"Смутная алчба - 2": Александр Лисовский
Интервью с художником Александром Лисовским в рамках проекта "Смутная алчба - 2".
– Какие события в 2010 году запомнились, вызвали интерес? В каких выставках, акциях участвовали вы в том году?
– В прошлом году была выставка Альбины Ялозы в Литературном музее, «Натюрморты» Стаса Жалобнюка в Клубе одесситов и выставка Жени Голубенко в «Белой луне». Вот это самые запоминающиеся выставки.
– А в каких выставках участвовали вы?
– В основном, в квартире 26 на Садовой, 5 участвовал. У меня сейчас нет такого объема работ, чтобы я сделал какие-то персональные выставки.
– А в Музее современного искусства Одессы, в биеннале?
– Да-да. Вот мой дедушка - это его бутылка. Я её выставлял. Они сделали экспозицию в темноте.
– Повлиял ли кризис на художественную жизнь? Уменьшилось или увеличилось количество выставок, покупок, коллекционеров?
– Покупки, естественно, уменьшились. Искусство – это предметы роскоши. И понятно, что такие покупки не входят в обязательный ряд. Поэтому, конечно, финансово ощутил. Но выставок много.
– Не будем уходить от биографии. Какие события в формировании стиля, направления, в котором вы работаете, и художественного мировоззрения были ключевыми? Встречи, книги, учителя…
– Моя мама работала с дочкой художницы Рылло. И в самом раннем детстве меня всегда приводили в эту квартиру, на Подбельского она жила. Потом в моем дворе жил коллекционер Иваницкий – я тоже бывал в этом доме. Моя бабушка водила меня в музеи. Я, может, не сильно разбирался, но сама атмосфера музея, дух этих вещей на меня повлияли в детстве. В четыре года у меня проснулись художественные наклонности. В детском саду, я помню, нарисовал дерево под снегом и две ветки – параллельные. А параллельные – это уже какой-то орнамент. Со снегом. И тогда, я помню, этот импульс я почувствовал, какой-то ритмический импульс. Потом много было у нас знакомых старушек – старинные вещи, какие-то японские ширмы, безделушки. Это тоже на меня повлияло сильно, атмосфера этих изделий. Учитель очень много мне дал – Михаил Михайлович Ушканов из детской художественной школы. Он, можно сказать, основы заложил академической техники. И потом – жизнь. Известно кто: Хрущ повлиял. И вообще, вся история искусства влияет. Это наши учителя.

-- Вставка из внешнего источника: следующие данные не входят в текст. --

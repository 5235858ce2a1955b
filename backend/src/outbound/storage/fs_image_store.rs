//! Filesystem-backed `ImageStore` implementation.
//!
//! Blobs are written as `<dir>/<image_id>.jpg` regardless of actual
//! encoding; reads probe `.jpg`, `.jpeg`, then `.png` so blobs placed by
//! out-of-band writers are still found. The write/read extension asymmetry
//! is inherited from the device fleet's expectations and kept deliberate.

use std::path::{Path, PathBuf};

use async_trait::async_trait;

use crate::domain::ImageId;
use crate::domain::ports::{ImageStore, ImageStoreError, StoredImage};

/// Extension written by [`ImageStore::save`].
const WRITE_EXTENSION: &str = "jpg";

/// Extensions probed on read, in priority order.
const READ_EXTENSIONS: [&str; 3] = ["jpg", "jpeg", "png"];

fn map_io_error(error: std::io::Error) -> ImageStoreError {
    ImageStoreError::io(error.to_string())
}

/// Image store rooted at a storage directory on the local filesystem.
#[derive(Debug, Clone)]
pub struct FsImageStore {
    storage_dir: PathBuf,
}

impl FsImageStore {
    /// Create the store, creating the storage directory if missing.
    ///
    /// # Errors
    ///
    /// Returns [`ImageStoreError`] when the directory cannot be created.
    pub fn new(storage_dir: impl Into<PathBuf>) -> Result<Self, ImageStoreError> {
        let storage_dir = storage_dir.into();
        std::fs::create_dir_all(&storage_dir).map_err(map_io_error)?;
        Ok(Self { storage_dir })
    }

    /// Root directory holding the blobs.
    pub fn storage_dir(&self) -> &Path {
        &self.storage_dir
    }

    fn path_for(&self, image_id: &ImageId, extension: &str) -> PathBuf {
        self.storage_dir
            .join(format!("{}.{extension}", image_id.as_str()))
    }

    /// First existing extension variant for the id, in probe order.
    async fn find_existing(&self, image_id: &ImageId) -> Option<PathBuf> {
        for extension in READ_EXTENSIONS {
            let candidate = self.path_for(image_id, extension);
            if tokio::fs::try_exists(&candidate).await.unwrap_or(false) {
                return Some(candidate);
            }
        }
        None
    }
}

#[async_trait]
impl ImageStore for FsImageStore {
    async fn save(
        &self,
        image_id: &ImageId,
        bytes: &[u8],
    ) -> Result<StoredImage, ImageStoreError> {
        let path = self.path_for(image_id, WRITE_EXTENSION);
        tokio::fs::write(&path, bytes).await.map_err(map_io_error)?;
        Ok(StoredImage { path })
    }

    async fn get(&self, image_id: &ImageId) -> Result<Option<Vec<u8>>, ImageStoreError> {
        let Some(path) = self.find_existing(image_id).await else {
            return Ok(None);
        };
        match tokio::fs::read(&path).await {
            Ok(bytes) => Ok(Some(bytes)),
            // Lost a race with a concurrent delete; absence is normal.
            Err(err) if err.kind() == std::io::ErrorKind::NotFound => Ok(None),
            Err(err) => Err(map_io_error(err)),
        }
    }

    async fn delete(&self, image_id: &ImageId) -> Result<bool, ImageStoreError> {
        let Some(path) = self.find_existing(image_id).await else {
            return Ok(false);
        };
        match tokio::fs::remove_file(&path).await {
            Ok(()) => Ok(true),
            Err(err) if err.kind() == std::io::ErrorKind::NotFound => Ok(false),
            Err(err) => Err(map_io_error(err)),
        }
    }
}

#[cfg(test)]
mod tests {
    //! Extension probing and lifecycle coverage on a temporary directory.

    use rstest::{fixture, rstest};
    use tempfile::TempDir;

    use super::*;

    #[fixture]
    fn storage() -> (TempDir, FsImageStore) {
        let dir = TempDir::new().expect("temp dir");
        let store = FsImageStore::new(dir.path().join("images")).expect("store creates its dir");
        (dir, store)
    }

    fn image_id(value: &str) -> ImageId {
        ImageId::new(value).expect("valid image id")
    }

    #[rstest]
    #[tokio::test]
    async fn save_writes_a_jpg_and_get_reads_it_back(storage: (TempDir, FsImageStore)) {
        let (_dir, store) = storage;
        let id = image_id("scan-1");

        let stored = store.save(&id, b"jpeg bytes").await.expect("save succeeds");
        assert!(stored.path.ends_with("scan-1.jpg"));

        let bytes = store
            .get(&id)
            .await
            .expect("get succeeds")
            .expect("blob present");
        assert_eq!(bytes, b"jpeg bytes");
    }

    #[rstest]
    #[tokio::test]
    async fn save_overwrites_previous_content(storage: (TempDir, FsImageStore)) {
        let (_dir, store) = storage;
        let id = image_id("scan-2");

        store.save(&id, b"first").await.expect("first save");
        store.save(&id, b"second").await.expect("second save");

        let bytes = store
            .get(&id)
            .await
            .expect("get succeeds")
            .expect("blob present");
        assert_eq!(bytes, b"second");
    }

    #[rstest]
    #[tokio::test]
    async fn absent_blob_is_none_not_an_error(storage: (TempDir, FsImageStore)) {
        let (_dir, store) = storage;
        assert!(
            store
                .get(&image_id("never-saved"))
                .await
                .expect("get succeeds")
                .is_none()
        );
    }

    #[rstest]
    #[tokio::test]
    async fn read_probes_alternate_extensions_in_order(storage: (TempDir, FsImageStore)) {
        let (_dir, store) = storage;
        let id = image_id("scan-3");

        // An out-of-band writer left a PNG; probing should find it.
        tokio::fs::write(store.storage_dir().join("scan-3.png"), b"png bytes")
            .await
            .expect("write png variant");
        let bytes = store
            .get(&id)
            .await
            .expect("get succeeds")
            .expect("png variant found");
        assert_eq!(bytes, b"png bytes");

        // A jpg variant outranks the png once present.
        tokio::fs::write(store.storage_dir().join("scan-3.jpg"), b"jpg bytes")
            .await
            .expect("write jpg variant");
        let bytes = store
            .get(&id)
            .await
            .expect("get succeeds")
            .expect("jpg variant preferred");
        assert_eq!(bytes, b"jpg bytes");
    }

    #[rstest]
    #[tokio::test]
    async fn delete_removes_one_variant_and_reports_absence_after(
        storage: (TempDir, FsImageStore),
    ) {
        let (_dir, store) = storage;
        let id = image_id("scan-4");

        store.save(&id, b"bytes").await.expect("save succeeds");
        assert!(store.delete(&id).await.expect("delete succeeds"));
        assert!(!store.delete(&id).await.expect("second delete succeeds"));
        assert!(store.get(&id).await.expect("get succeeds").is_none());
    }
}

– В Одессе, да и в Украине в целом, сформировалась группа художников, работы которых продаются и выставляются в престижных галереях у нас и за рубежом. В 2010-м году появилась группа новых имён, молодых художников. Кого могли бы выделить из молодых?
– А ещё мне понравилась выставка, хотя это такая тема… Лёши Рудого у Дымчука - вот эта старость. Во всяком случае, было весело. И там есть живые живописные моменты… А из молодых всё-таки Альбина Ялоза, Стас Жалобнюк. Я познакомился с ними полтора года тому назад.
– Традиционный вопрос для всех. Где и за сколько продавались ваши работы в 2010-м году? Есть ли постоянные клиенты, галереи, коллекционеры?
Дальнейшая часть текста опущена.